Data:
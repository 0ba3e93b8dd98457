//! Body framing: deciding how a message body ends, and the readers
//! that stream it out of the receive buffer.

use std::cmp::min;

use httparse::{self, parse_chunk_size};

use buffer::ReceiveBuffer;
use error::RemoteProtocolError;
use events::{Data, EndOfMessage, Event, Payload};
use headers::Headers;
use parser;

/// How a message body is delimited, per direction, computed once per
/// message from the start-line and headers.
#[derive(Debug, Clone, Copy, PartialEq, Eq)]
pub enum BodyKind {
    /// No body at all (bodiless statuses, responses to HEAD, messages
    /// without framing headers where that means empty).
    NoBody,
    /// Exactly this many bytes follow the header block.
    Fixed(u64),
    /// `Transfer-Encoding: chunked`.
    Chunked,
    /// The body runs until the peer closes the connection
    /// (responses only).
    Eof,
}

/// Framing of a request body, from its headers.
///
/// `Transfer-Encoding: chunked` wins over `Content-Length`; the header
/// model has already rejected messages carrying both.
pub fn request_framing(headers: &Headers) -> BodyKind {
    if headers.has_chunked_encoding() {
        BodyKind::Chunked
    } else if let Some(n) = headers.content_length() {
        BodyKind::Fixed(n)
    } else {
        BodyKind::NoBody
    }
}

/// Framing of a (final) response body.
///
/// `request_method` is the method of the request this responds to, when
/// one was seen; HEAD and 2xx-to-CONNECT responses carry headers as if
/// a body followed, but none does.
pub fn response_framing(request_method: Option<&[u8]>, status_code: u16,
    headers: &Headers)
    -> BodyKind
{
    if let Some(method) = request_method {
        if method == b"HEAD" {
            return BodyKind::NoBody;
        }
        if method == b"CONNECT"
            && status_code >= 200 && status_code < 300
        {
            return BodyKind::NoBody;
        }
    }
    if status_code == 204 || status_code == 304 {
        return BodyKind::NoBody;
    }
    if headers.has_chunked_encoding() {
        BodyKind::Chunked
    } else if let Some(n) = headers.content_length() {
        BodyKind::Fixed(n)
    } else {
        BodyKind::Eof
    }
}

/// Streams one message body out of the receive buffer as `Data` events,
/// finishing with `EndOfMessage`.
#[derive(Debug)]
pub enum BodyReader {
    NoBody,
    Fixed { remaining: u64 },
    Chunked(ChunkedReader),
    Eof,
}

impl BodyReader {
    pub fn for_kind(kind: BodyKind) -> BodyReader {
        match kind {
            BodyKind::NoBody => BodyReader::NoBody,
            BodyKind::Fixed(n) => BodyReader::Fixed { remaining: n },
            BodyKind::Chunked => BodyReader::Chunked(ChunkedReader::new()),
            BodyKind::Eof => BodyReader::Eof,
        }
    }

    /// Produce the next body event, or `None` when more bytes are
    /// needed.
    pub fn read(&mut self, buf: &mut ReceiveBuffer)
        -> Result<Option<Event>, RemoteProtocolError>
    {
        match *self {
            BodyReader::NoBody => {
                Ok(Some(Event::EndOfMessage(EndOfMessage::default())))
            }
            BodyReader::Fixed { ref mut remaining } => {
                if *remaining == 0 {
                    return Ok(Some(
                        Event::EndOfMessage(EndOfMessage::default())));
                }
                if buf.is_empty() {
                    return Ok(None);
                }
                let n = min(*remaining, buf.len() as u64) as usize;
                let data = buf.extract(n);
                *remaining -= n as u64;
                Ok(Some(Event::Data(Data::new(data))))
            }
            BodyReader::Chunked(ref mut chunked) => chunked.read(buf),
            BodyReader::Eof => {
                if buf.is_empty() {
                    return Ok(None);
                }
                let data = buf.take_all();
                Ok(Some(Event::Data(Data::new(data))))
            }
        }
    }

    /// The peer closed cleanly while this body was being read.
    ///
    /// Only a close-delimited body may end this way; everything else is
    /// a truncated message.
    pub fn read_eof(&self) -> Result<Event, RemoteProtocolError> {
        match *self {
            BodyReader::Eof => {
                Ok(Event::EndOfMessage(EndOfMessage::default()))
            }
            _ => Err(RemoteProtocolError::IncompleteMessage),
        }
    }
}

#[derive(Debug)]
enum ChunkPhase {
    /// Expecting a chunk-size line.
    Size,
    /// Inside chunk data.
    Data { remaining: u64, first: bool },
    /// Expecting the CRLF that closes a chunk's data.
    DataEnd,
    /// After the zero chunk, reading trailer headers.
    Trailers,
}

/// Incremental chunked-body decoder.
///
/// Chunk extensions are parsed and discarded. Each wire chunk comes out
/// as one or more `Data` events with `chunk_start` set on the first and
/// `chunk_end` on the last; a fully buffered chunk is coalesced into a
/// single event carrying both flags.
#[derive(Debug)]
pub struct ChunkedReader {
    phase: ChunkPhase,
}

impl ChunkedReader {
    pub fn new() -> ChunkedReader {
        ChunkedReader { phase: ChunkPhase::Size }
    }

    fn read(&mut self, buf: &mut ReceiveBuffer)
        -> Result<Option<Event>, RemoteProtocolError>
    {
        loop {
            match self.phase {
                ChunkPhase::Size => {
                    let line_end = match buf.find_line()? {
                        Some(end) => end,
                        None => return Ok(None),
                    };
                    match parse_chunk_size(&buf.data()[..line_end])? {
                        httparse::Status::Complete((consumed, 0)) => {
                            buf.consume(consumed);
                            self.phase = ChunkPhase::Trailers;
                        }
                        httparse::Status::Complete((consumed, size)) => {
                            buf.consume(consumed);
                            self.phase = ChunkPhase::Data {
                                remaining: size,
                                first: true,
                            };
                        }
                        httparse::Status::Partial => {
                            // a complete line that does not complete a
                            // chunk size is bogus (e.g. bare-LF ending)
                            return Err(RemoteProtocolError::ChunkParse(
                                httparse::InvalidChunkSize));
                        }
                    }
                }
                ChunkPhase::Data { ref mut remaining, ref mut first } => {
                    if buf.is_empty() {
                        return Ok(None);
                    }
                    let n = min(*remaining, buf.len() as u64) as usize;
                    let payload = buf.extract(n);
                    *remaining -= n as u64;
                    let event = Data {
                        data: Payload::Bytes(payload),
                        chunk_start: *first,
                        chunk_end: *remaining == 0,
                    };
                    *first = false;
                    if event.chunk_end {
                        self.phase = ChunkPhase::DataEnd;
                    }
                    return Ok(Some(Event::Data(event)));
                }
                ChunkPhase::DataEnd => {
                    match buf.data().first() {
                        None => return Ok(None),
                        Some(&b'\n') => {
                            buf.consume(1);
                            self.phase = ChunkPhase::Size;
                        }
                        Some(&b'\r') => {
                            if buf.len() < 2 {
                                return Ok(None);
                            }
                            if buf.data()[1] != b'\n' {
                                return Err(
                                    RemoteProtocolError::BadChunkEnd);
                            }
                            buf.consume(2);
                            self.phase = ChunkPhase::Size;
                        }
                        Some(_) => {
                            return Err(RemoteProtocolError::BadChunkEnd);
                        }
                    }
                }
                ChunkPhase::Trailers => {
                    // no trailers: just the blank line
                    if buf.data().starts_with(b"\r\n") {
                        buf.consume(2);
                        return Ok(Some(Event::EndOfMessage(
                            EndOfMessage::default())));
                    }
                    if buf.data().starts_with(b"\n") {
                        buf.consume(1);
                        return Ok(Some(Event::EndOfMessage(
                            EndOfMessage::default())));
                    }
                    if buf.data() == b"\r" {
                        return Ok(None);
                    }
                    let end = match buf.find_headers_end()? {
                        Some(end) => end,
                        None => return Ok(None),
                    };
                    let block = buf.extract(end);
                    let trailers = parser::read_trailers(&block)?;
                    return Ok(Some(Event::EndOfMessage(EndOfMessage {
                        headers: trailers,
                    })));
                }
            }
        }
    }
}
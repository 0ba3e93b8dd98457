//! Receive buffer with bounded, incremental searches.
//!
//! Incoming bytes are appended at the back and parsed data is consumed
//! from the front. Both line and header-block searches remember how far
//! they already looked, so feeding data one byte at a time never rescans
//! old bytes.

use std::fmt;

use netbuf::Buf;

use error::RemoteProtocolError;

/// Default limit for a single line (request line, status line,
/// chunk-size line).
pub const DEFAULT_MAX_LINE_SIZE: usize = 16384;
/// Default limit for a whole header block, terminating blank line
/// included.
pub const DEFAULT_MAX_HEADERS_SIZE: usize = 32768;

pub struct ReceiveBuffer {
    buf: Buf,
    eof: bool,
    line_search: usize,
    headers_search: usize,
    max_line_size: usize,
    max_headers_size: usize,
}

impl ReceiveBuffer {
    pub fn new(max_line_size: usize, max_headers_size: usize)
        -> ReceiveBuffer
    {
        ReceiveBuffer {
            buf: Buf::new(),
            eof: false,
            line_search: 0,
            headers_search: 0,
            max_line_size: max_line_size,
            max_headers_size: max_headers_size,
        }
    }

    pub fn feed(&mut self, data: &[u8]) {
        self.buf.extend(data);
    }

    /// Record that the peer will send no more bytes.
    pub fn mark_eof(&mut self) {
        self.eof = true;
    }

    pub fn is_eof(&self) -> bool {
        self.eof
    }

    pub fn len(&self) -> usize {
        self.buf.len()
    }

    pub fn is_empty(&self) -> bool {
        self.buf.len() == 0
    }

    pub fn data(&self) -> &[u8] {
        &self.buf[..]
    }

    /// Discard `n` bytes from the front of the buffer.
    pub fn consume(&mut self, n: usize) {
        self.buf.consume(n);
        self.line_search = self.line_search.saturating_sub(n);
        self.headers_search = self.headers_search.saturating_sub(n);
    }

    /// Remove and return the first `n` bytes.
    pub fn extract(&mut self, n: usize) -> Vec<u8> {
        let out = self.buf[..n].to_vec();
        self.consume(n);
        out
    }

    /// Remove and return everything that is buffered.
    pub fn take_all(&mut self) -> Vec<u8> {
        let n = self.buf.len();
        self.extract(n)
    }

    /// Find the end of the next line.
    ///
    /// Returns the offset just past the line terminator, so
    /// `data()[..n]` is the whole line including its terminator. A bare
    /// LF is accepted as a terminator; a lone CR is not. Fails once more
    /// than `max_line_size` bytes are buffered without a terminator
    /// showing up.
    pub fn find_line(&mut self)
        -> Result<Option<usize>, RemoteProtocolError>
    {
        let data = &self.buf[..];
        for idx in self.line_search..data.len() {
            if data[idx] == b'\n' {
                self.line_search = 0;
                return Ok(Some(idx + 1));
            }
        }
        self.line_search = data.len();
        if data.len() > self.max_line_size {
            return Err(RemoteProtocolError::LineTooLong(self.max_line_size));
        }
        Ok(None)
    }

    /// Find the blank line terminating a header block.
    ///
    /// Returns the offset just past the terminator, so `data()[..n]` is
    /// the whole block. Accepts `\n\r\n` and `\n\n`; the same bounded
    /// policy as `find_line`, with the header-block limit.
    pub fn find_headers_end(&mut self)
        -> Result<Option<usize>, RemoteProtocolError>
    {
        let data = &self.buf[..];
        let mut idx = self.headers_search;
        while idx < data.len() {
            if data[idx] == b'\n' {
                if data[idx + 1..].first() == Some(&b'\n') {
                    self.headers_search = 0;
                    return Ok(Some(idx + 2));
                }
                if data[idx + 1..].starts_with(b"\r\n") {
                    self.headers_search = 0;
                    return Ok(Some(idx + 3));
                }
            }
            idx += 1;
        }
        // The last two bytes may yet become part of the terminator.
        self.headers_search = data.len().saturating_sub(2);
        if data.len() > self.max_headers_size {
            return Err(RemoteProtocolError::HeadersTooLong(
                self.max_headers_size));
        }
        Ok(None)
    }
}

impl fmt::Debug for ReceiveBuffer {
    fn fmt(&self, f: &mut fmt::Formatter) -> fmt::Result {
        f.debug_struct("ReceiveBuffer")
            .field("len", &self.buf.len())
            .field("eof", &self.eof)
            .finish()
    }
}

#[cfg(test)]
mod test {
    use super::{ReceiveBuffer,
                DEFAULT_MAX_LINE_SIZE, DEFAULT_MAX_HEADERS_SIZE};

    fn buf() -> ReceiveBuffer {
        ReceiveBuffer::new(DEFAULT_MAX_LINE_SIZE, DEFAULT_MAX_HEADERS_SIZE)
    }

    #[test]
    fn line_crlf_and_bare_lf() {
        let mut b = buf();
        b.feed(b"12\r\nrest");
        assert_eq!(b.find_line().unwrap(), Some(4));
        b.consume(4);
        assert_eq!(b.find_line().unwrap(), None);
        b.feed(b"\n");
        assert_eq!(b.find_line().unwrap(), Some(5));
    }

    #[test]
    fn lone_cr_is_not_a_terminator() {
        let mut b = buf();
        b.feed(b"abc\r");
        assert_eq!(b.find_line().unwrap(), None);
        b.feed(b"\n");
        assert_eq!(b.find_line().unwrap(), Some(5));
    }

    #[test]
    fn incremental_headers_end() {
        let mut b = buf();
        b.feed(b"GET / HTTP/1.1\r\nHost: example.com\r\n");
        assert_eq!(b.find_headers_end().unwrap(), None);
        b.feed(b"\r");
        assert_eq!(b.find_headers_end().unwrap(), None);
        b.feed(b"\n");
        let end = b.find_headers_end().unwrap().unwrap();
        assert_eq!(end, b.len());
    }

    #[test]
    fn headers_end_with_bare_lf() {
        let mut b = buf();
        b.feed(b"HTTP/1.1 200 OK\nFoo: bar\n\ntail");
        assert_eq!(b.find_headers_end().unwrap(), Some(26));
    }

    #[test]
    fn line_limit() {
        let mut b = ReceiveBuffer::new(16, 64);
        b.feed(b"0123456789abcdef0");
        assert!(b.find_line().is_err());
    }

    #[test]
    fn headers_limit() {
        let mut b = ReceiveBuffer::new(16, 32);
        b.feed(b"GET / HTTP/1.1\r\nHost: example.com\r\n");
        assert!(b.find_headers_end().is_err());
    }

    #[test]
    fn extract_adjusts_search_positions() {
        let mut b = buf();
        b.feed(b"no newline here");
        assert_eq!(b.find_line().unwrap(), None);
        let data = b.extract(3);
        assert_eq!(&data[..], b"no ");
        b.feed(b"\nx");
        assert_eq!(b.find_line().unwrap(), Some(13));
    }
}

Action item:
Give back the entries above exactly as they are, from their first line through the line that contains "headers as if", both included, with nothing else.

Response:
repository 0ba3e93b8dd98457
//! Body framing: deciding how a message body ends, and the readers
//! that stream it out of the receive buffer.

use std::cmp::min;

use httparse::{self, parse_chunk_size};

use buffer::ReceiveBuffer;
use error::RemoteProtocolError;
use events::{Data, EndOfMessage, Event, Payload};
use headers::Headers;
use parser;

/// How a message body is delimited, per direction, computed once per
/// message from the start-line and headers.
#[derive(Debug, Clone, Copy, PartialEq, Eq)]
pub enum BodyKind {
    /// No body at all (bodiless statuses, responses to HEAD, messages
    /// without framing headers where that means empty).
    NoBody,
    /// Exactly this many bytes follow the header block.
    Fixed(u64),
    /// `Transfer-Encoding: chunked`.
    Chunked,
    /// The body runs until the peer closes the connection
    /// (responses only).
    Eof,
}

/// Framing of a request body, from its headers.
///
/// `Transfer-Encoding: chunked` wins over `Content-Length`; the header
/// model has already rejected messages carrying both.
pub fn request_framing(headers: &Headers) -> BodyKind {
    if headers.has_chunked_encoding() {
        BodyKind::Chunked
    } else if let Some(n) = headers.content_length() {
        BodyKind::Fixed(n)
    } else {
        BodyKind::NoBody
    }
}

/// Framing of a (final) response body.
///
/// `request_method` is the method of the request this responds to, when
/// one was seen; HEAD and 2xx-to-CONNECT responses carry headers as if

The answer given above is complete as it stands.